Candidato ao Senado Federal pela Bahia nas eleições de 2026, Rui Costa (PT) começa a apresentar com maior clareza as bandeiras que pretende defender caso conquiste uma cadeira no Congresso Nacional, colocando o endurecimento da legislação contra criminosos de alta periculosidade, a ampliação de políticas sociais e uma atuação alinhada ao Governo Federal entre os principais pontos de seu discurso nesta reta da campanha.

Na área da segurança pública, Rui defendeu a implantação de novas penitenciárias de segurança máxima e mudanças na legislação penal brasileira, argumentando que criminosos considerados de alta periculosidade precisam permanecer em estruturas capazes de impedir que continuem comandando organizações criminosas mesmo depois de presos, enquanto também criticou dispositivos que, em sua avaliação, permitem que autores de crimes graves retornem às ruas em períodos considerados curtos.
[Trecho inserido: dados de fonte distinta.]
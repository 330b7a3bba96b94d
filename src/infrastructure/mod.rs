pub mod event_sink;

pub use event_sink::{ChannelSink, EventSink, TracingSink};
O posicionamento coloca a segurança entre as bandeiras que Rui pretende levar ao Senado justamente quando o tema ocupa espaço central na eleição baiana, com o candidato defendendo que o Congresso precisa assumir responsabilidade na revisão da legislação penal e oferecer instrumentos mais rígidos para atuação dos estados no combate ao crime organizado.

Paralelamente ao discurso de endurecimento na segurança, Rui tem utilizado os números do Gás do Povo para defender a continuidade das políticas sociais do Governo Federal, afirmando que aproximadamente 1,82 milhão de famílias são alcançadas pelo programa na Bahia, número significativamente superior ao público anteriormente atendido pelo Auxílio Gás.
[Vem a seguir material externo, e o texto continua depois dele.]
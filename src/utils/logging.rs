/// 日志工具模块
///
/// 提供日志初始化、格式化和输出的辅助函数
use tracing::info;
use tracing_subscriber::EnvFilter;

/// 初始化 tracing 日志
///
/// `RUST_LOG` 优先；否则按 `verbose` 选择 info / debug
pub fn init(verbose: bool) {
    let default_level = if verbose { "debug" } else { "info" };
    let filter =
        EnvFilter::try_from_default_env().unwrap_or_else(|_| EnvFilter::new(default_level));

    let _ = tracing_subscriber::fmt()
        .with_env_filter(filter)
        .with_target(false)
        .try_init();
}

/// 记录程序启动信息
///
/// # 参数
/// - `exam_id`: 考试ID
/// - `output_dir`: 导出根目录
pub fn log_startup(exam_id: &str, output_dir: &str) {
    info!("{}", "=".repeat(60));
    info!("🚀 优学院考试数据导出工具 (文本、图片、Markdown、TeX)");
    info!("📄 考试ID: {}", exam_id);
    info!("📁 导出根目录: {}", output_dir);
    info!("{}", "=".repeat(60));
}

/// 打印最终统计信息
///
/// # 参数
/// - `questions`: 成功物化的题目数
/// - `total`: 题目总数
/// - `images_saved`: 成功保存的图片数
/// - `images_failed`: 下载失败的图片数
/// - `exam_dir`: 本次导出目录
pub fn print_final_stats(
    questions: usize,
    total: usize,
    images_saved: usize,
    images_failed: usize,
    exam_dir: &str,
) {
    info!("\n{}", "=".repeat(60));
    info!("📊 数据导出与试卷生成处理完成");
    info!(
        "完成时间: {}",
        chrono::Local::now().format("%Y-%m-%d %H:%M:%S")
    );
    info!("{}", "=".repeat(60));
    info!("✅ 题目: {}/{}", questions, total);
    info!("🖼️ 图片: 成功 {}, 失败 {}", images_saved, images_failed);
    info!("{}", "=".repeat(60));
    info!("\n请检查输出目录: {}", exam_dir);
}

/// 截断长文本用于日志显示
///
/// # 参数
/// - `text`: 原始文本
/// - `max_len`: 最大长度
///
/// # 返回
/// 返回截断后的文本
pub fn truncate_text(text: &str, max_len: usize) -> String {
    if text.chars().count() > max_len {
        text.chars().take(max_len).collect::<String>() + "..."
    } else {
        text.to_string()
    }
}

#[cfg(test)]
mod tests {
    use super::*;

    #[test]
    fn test_truncate_text_by_chars() {
        assert_eq!(truncate_text("优学院考试", 3), "优学院...");
        assert_eq!(truncate_text("short", 10), "short");
    }
}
Segundo os números apresentados pelo candidato, o Auxílio Gás alcançava aproximadamente 528,8 mil famílias baianas, enquanto o novo programa teria ampliado essa cobertura em mais de 240%, passando a atender uma parcela muito maior da população de baixa renda, com forte presença de famílias chefiadas por mulheres.

Rui utiliza esses dados para estabelecer um contraste político entre o atual Governo Federal e a administração do ex-presidente Jair Bolsonaro, sendo que durante suas recentes declarações voltou a recordar os conflitos existentes quando governava a Bahia e acusou a antiga gestão federal de interromper recursos destinados ao estado.
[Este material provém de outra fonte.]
/// 考试报告 API 客户端
///
/// 封装获取考试报告与刷新会话的调用逻辑
use crate::config::Config;
use crate::error::{ApiError, AppError, AppResult};
use crate::utils::truncate_text;
use reqwest::Client;
use serde_json::Value;
use std::future::Future;
use std::time::Duration;
use tracing::debug;

/// 服务端错误响应在日志中保留的最大字符数
const ERROR_BODY_PREVIEW: usize = 500;

/// 访问考试报告所需的凭证
///
/// 在构造客户端时传入，每次请求复制到请求头中
#[derive(Clone, Debug)]
pub struct Credentials {
    pub auth_token: String,
    pub trace_id: String,
}

impl Credentials {
    pub fn new(auth_token: impl Into<String>, trace_id: impl Into<String>) -> Self {
        Self {
            auth_token: auth_token.into(),
            trace_id: trace_id.into(),
        }
    }
}

/// 考试报告来源
pub trait ReportSource {
    /// 尝试刷新会话（不保证返回新的 token）
    fn refresh_session(&self) -> impl Future<Output = AppResult<()>> + Send;

    /// 获取考试报告原始 JSON
    fn fetch_report(&self, exam_id: &str) -> impl Future<Output = AppResult<Value>> + Send;
}

/// 基于 HTTP 的考试报告客户端
pub struct HttpReportSource {
    client: Client,
    base_url: String,
    web_origin: String,
    user_agent: String,
    credentials: Credentials,
    report_timeout: Duration,
    refresh_timeout: Duration,
}

impl HttpReportSource {
    /// 创建新的报告客户端
    pub fn new(config: &Config, credentials: Credentials) -> AppResult<Self> {
        let client = Client::builder()
            .build()
            .map_err(ApiError::ClientBuildFailed)?;

        Ok(Self {
            client,
            base_url: config.base_api_url.trim_end_matches('/').to_string(),
            web_origin: config.web_origin.trim_end_matches('/').to_string(),
            user_agent: config.user_agent.clone(),
            credentials,
            report_timeout: config.report_timeout(),
            refresh_timeout: config.refresh_timeout(),
        })
    }

    /// 为请求附加接口所需的请求头
    fn with_api_headers(&self, request: reqwest::RequestBuilder) -> reqwest::RequestBuilder {
        request
            .header("accept", "application/json, text/plain, */*")
            .header("accept-language", "zh")
            .header("authorization", self.credentials.auth_token.as_str())
            .header("origin", self.web_origin.as_str())
            .header("referer", format!("{}/", self.web_origin))
            .header("user-agent", self.user_agent.as_str())
    }

    async fn get_checked(
        &self,
        endpoint: &str,
        query: &[(&str, &str)],
        timeout: Duration,
    ) -> AppResult<String> {
        let response = self
            .with_api_headers(self.client.get(endpoint))
            .query(query)
            .timeout(timeout)
            .send()
            .await
            .map_err(|e| AppError::request_failed(endpoint, e))?;

        let status = response.status();
        let body = response
            .text()
            .await
            .map_err(|e| AppError::request_failed(endpoint, e))?;

        if !status.is_success() {
            return Err(AppError::http_status(
                endpoint,
                status.as_u16(),
                truncate_text(&body, ERROR_BODY_PREVIEW),
            ));
        }

        Ok(body)
    }
}

impl ReportSource for HttpReportSource {
    async fn refresh_session(&self) -> AppResult<()> {
        let endpoint = format!("{}/users/login/refresh10Session", self.base_url);
        debug!("刷新会话: traceId={}", self.credentials.trace_id);

        self.get_checked(
            &endpoint,
            &[
                ("uaToken", self.credentials.auth_token.as_str()),
                ("traceId", self.credentials.trace_id.as_str()),
            ],
            self.refresh_timeout,
        )
        .await?;

        Ok(())
    }

    async fn fetch_report(&self, exam_id: &str) -> AppResult<Value> {
        let endpoint = format!("{}/exams/user/study/getExamReport", self.base_url);
        debug!(
            "获取考试报告: examId={}, traceId={}",
            exam_id, self.credentials.trace_id
        );

        let body = self
            .get_checked(
                &endpoint,
                &[
                    ("examId", exam_id),
                    ("traceId", self.credentials.trace_id.as_str()),
                ],
                self.report_timeout,
            )
            .await?;

        serde_json::from_str(&body).map_err(|source| {
            AppError::Api(ApiError::JsonParseFailed {
                endpoint: endpoint.clone(),
                source,
            })
        })
    }
}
Entre os episódios citados está o financiamento das obras do metrô de Salvador, que possuía participação financeira da União, enquanto Rui afirma que repasses federais foram interrompidos durante o governo Bolsonaro e que o Governo da Bahia precisou assumir despesas para assegurar a continuidade dos investimentos.

O ex-governador também recuperou o embate ocorrido durante a pandemia da Covid-19 envolvendo o financiamento de leitos de Unidade de Terapia Intensiva, período em que a Bahia chegou a recorrer ao Supremo Tribunal Federal contra a União para garantir a continuidade do custeio federal de estruturas destinadas ao atendimento de pacientes infectados pelo coronavírus.

A disputa chegou ao STF em 2021 e resultou em determinação para que o Governo Federal restabelecesse proporcionalmente o custeio de leitos de UTI destinados ao enfrentamento da Covid-19 na Bahia, episódio que Rui agora utiliza como parte de sua argumentação sobre as dificuldades enfrentadas pelo estado durante sua relação institucional com a administração Bolsonaro.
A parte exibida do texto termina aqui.